* Excerpted records:
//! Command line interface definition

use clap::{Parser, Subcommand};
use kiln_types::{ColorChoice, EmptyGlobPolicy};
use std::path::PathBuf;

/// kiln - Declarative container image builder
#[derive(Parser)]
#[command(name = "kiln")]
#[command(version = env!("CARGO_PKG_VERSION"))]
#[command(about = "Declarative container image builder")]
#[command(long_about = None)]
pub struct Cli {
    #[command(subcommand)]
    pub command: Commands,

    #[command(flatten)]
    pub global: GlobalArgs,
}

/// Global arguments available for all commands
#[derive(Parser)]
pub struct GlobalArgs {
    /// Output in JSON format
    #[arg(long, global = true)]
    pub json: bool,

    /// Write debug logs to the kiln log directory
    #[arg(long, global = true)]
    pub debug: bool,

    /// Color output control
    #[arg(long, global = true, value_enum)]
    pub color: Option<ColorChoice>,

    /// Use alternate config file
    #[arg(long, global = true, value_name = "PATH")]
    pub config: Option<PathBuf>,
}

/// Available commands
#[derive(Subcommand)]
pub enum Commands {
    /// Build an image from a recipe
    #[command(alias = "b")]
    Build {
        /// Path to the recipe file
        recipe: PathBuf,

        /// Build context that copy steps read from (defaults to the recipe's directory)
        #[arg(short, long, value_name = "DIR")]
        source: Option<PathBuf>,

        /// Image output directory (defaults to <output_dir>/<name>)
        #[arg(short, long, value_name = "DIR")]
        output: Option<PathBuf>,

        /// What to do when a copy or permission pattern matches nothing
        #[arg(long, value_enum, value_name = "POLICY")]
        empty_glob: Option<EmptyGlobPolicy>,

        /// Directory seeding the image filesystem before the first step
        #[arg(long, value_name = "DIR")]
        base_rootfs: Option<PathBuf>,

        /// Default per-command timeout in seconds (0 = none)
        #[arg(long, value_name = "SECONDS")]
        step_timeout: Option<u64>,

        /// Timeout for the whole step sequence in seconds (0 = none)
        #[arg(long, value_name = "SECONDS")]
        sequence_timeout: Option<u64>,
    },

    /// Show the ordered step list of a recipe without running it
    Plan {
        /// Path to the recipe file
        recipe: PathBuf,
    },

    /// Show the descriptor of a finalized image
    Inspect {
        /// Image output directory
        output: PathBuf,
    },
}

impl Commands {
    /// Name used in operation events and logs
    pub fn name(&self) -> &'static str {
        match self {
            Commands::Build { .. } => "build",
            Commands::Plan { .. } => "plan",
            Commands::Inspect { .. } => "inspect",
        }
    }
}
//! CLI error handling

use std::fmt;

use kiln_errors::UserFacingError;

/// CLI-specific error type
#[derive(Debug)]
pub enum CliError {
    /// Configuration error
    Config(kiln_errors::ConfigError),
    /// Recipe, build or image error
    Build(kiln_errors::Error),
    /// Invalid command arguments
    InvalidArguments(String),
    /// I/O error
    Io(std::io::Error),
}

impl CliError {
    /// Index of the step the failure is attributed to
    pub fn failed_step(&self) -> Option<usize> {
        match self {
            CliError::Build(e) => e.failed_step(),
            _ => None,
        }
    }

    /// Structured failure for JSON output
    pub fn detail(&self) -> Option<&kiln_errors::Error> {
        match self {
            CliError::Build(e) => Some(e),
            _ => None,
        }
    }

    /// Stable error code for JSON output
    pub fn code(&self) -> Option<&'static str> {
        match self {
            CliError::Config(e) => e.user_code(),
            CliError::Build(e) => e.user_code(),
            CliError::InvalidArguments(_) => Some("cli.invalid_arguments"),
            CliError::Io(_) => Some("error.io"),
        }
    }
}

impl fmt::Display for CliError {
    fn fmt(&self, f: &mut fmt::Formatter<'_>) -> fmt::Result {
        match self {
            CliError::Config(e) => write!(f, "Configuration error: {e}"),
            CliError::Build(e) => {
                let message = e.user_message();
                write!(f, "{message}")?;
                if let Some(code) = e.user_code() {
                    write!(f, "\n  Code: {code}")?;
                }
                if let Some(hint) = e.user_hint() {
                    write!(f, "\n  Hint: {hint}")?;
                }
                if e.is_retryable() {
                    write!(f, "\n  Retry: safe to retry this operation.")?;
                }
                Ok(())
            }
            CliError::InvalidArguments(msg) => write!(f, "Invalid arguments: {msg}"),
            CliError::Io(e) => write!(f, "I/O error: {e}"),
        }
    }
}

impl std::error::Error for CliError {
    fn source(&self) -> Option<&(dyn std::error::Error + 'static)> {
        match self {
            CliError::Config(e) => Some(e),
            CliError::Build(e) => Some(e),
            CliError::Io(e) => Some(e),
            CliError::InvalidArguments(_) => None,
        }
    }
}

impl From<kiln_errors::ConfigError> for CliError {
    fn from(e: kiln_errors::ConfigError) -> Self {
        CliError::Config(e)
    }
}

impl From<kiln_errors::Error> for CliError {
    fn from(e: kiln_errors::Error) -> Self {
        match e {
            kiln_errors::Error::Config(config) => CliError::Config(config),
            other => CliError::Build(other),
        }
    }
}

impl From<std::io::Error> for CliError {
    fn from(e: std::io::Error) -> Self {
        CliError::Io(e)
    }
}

* Task instructions:
Apply a filter for "GlobalArgs" to the data above, then copy each line that matches.

* Finished task:
    pub global: GlobalArgs,
pub struct GlobalArgs {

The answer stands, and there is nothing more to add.